25 February 2017 - Dera Sacha Sauda followers Satpal Kumar and his son Ramesh Kumar killed at a naam charcha ghar (prayer hall) in Jagera village near Malaudh by two shooters on a motorcycle.
15 July 2017 - Sultan Masih, a pastor at Temple of God church, in Ludhiana city was shot dead by motorcycle-borne assassins who fired multiple shots killing him on the spot.
17 October 2017 - RSS and Bharatiya Janata Party leader Ravinder Gosai shot dead in Ludhiana by two motorcycle-borne assassins.
30 October 2017 - Vipan Sharma, leader of Hindu Sangharsh Sena, was shot dead in Amritsar city by two masked men.
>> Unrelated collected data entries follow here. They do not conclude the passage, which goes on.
//! End-to-end scenarios over small, hand-built record sets.

use flowrank_core::{decode_records, FlowConfig, NodeRecord, Signal};
use flowrank_engine::energy::raw_energy;
use flowrank_engine::{FlowEngine, NodeScore};
use serde_json::json;

fn score<'a>(scores: &'a [NodeScore], id: &str) -> &'a NodeScore {
    scores.iter().find(|s| s.id == id).unwrap()
}

#[test]
fn foundational_kernel_and_dependent_transport() {
    let records = decode_records(vec![
        json!({"id": "k", "sector": "Core", "signal": "Wiring", "dependsOn": [], "foundational": true, "timePressure": 3}),
        json!({"id": "t", "sector": "Transport", "signal": "Live", "dependsOn": ["k"], "timePressure": 1}),
    ])
    .unwrap();
    let engine = FlowEngine::default();
    let floor = engine.config().foundational_floor;
    let margin = engine.config().ancestor_margin;

    let run = engine.compute(&records).unwrap();
    let k = score(&run.scores, "k");
    let t = score(&run.scores, "t");

    assert!(k.priority >= floor);
    assert!(i32::from(k.priority) >= i32::from(t.priority) - i32::from(margin));
    assert!(run.report.converged());
}

#[test]
fn live_node_with_dependents_has_more_raw_energy() {
    let config = FlowConfig::default();
    let hub = NodeRecord::new("hub", "Ops", Signal::Live);
    let leaf = NodeRecord::new("leaf", "Ops", Signal::Live);
    assert_eq!(raw_energy(&hub, 8, &config), 98.0);
    assert_eq!(raw_energy(&leaf, 0, &config), 90.0);

    // The same comparison through the full pipeline.
    let mut records = vec![hub, leaf];
    for i in 0..8 {
        records.push(NodeRecord::new(format!("user{i}"), "Play", Signal::Seed).depends_on(["hub"]));
    }
    let run = FlowEngine::default().compute(&records).unwrap();
    let hub = score(&run.scores, "hub");
    let leaf = score(&run.scores, "leaf");
    assert_eq!(hub.raw_energy, 98.0);
    assert_eq!(leaf.raw_energy, 90.0);
    assert_eq!(hub.energy, 100);
    assert!(hub.energy > leaf.energy);
}

#[test]
fn three_node_cycle_completes_within_cap() {
    let records = vec![
        NodeRecord::new("a", "Ops", Signal::Live).depends_on(["b"]),
        NodeRecord::new("b", "Core", Signal::Wiring).depends_on(["c"]),
        NodeRecord::new("c", "Meta", Signal::Seed).depends_on(["a"]),
    ];
    let config = FlowConfig {
        max_relaxation_passes: Some(3),
        ..FlowConfig::default()
    };
    let run = FlowEngine::new(config).unwrap().compute(&records).unwrap();

    assert!(run.report.raw_guardrails.relaxation.passes <= 3);
    assert!(run.report.published_guardrails.relaxation.passes <= 3);
    assert_eq!(run.report.cycles.len(), 1);
    assert_eq!(run.report.cycle_members, vec!["a", "b", "c"]);
    assert!(run.scores.iter().all(|s| s.in_cycle && s.flow <= 100));
}

#[test]
fn dangling_dependencies_are_ignored() {
    let with_ghost = vec![
        NodeRecord::new("a", "Ops", Signal::Live).depends_on(["ghost"]),
        NodeRecord::new("b", "Ops", Signal::Awake).depends_on(["a"]),
    ];
    let without = vec![
        NodeRecord::new("a", "Ops", Signal::Live),
        NodeRecord::new("b", "Ops", Signal::Awake).depends_on(["a"]),
    ];
    let engine = FlowEngine::default();
    let ghost_run = engine.compute(&with_ghost).unwrap();
    let clean_run = engine.compute(&without).unwrap();

    assert_eq!(ghost_run.scores, clean_run.scores);
    assert_eq!(ghost_run.report.dangling.len(), 1);
    assert_eq!(ghost_run.report.dangling[0].missing, "ghost");
}

#[test]
fn identical_nodes_land_on_midpoint() {
    let records: Vec<NodeRecord> = (0..4)
        .map(|i| NodeRecord::new(format!("n{i}"), "Life", Signal::Awake))
        .collect();
    let run = FlowEngine::default().compute(&records).unwrap();
    for s in &run.scores {
        assert_eq!((s.energy, s.priority, s.flow), (50, 50, 50));
        assert_eq!(s.flow_tier, "supporting");
    }
}

#[test]
fn archive_nodes_score_lowest_energy() {
    let records = vec![
        NodeRecord::new("old", "Ops", Signal::Archive),
        NodeRecord::new("new", "Ops", Signal::Seed),
        NodeRecord::new("hot", "Ops", Signal::Live),
    ];
    let run = FlowEngine::default().compute(&records).unwrap();
    assert_eq!(score(&run.scores, "old").energy, 0);
    assert_eq!(score(&run.scores, "hot").energy, 100);
}

#[test]
fn second_run_over_written_records_is_identical() {
    let mut records = decode_records(vec![
        json!({"id": "core", "sector": "Core", "signal": "Live", "tier": "Platform", "foundational": true, "title": "Core"}),
        json!({"id": "api", "sector": "Web.Rest", "signal": "Wiring", "dependsOn": ["core", "missing"], "timePressure": 7}),
        json!({"id": "bot", "sector": "AI/Agents", "signal": "Awake", "dependsOn": ["api"], "done": true}),
        json!({"id": "shop", "sector": "Creator", "signal": "Echo", "dependsOn": ["api", "bot"]}),
    ])
    .unwrap();
    let engine = FlowEngine::default();

    engine.run(&mut records).unwrap();
    let first = serde_json::to_value(&records).unwrap();

    let mut again: Vec<NodeRecord> = serde_json::from_value(first.clone()).unwrap();
    engine.run(&mut again).unwrap();
    let second = serde_json::to_value(&again).unwrap();

    assert_eq!(first, second);
    assert_eq!(first[0]["title"], json!("Core"));
}

#[test]
fn flow_follows_configured_weight_pair() {
    let records = vec![
        NodeRecord::new("a", "Core", Signal::Wiring),
        NodeRecord::new("b", "Play", Signal::Seed).depends_on(["a"]),
    ];
    let config = FlowConfig {
        energy_weight: 0.4,
        priority_weight: 0.6,
        ..FlowConfig::default()
    };
    let run = FlowEngine::new(config).unwrap().compute(&records).unwrap();
    for s in &run.scores {
        let expected = (0.4 * f64::from(s.energy) + 0.6 * f64::from(s.priority) + 0.5).floor() as u8;
        assert_eq!(s.flow, expected);
    }
}

#[test]
fn long_chain_listed_leaf_first_completes() {
    // n0 depends on n1, n1 on n2, and so on down a 50k-node chain.
    let n = 50_000;
    let records: Vec<NodeRecord> = (0..n)
        .map(|i| {
            let record = NodeRecord::new(format!("n{i}"), "Ops", Signal::Live);
            if i + 1 < n {
                record.depends_on([format!("n{}", i + 1)])
            } else {
                record
            }
        })
        .collect();

    let run = FlowEngine::default().compute(&records).unwrap();
    assert_eq!(run.scores.len(), n);
    assert!(run.report.cycles.is_empty());
    assert!(run.report.converged());
}

#[test]
fn malformed_stale_outputs_are_recomputed() {
    let mut records = decode_records(vec![
        json!({"id": "a", "sector": "Ops", "signal": "Live", "energy": 300, "flow": 55.5, "flowTier": 3}),
        json!({"id": "b", "sector": "Ops", "signal": "Seed", "dependsOn": ["a"], "priority": -4}),
    ])
    .unwrap();
    FlowEngine::default().run(&mut records).unwrap();

    assert!(records.iter().all(NodeRecord::is_scored));
    assert!(records.iter().all(|r| r.flow_tier.is_some()));
    assert_eq!(records[0].energy, Some(100));
    assert_eq!(records[1].energy, Some(0));
}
One of the shooter, Saraj Singh Sandhu, was arrested by police on 6 March 2018.

Investigations

On 4 November 2017, Punjab Police arrested Jagtar Singh Johal alias Jaggi, from Rama Mandi town of Jalandhar and accused him of the attacks. Jaggi is a non-resident Indian residing in Dumbarton and allegedly ran a website named ‘Never Forget 1984’. He is accused of radicalising people and providing weapons to carry out the attacks.

On 12 November 2017, Hardeep Singh alias Harman alias Shera accused of being one of the shooter's in the assassinations was arrested by police after a massive manhunt.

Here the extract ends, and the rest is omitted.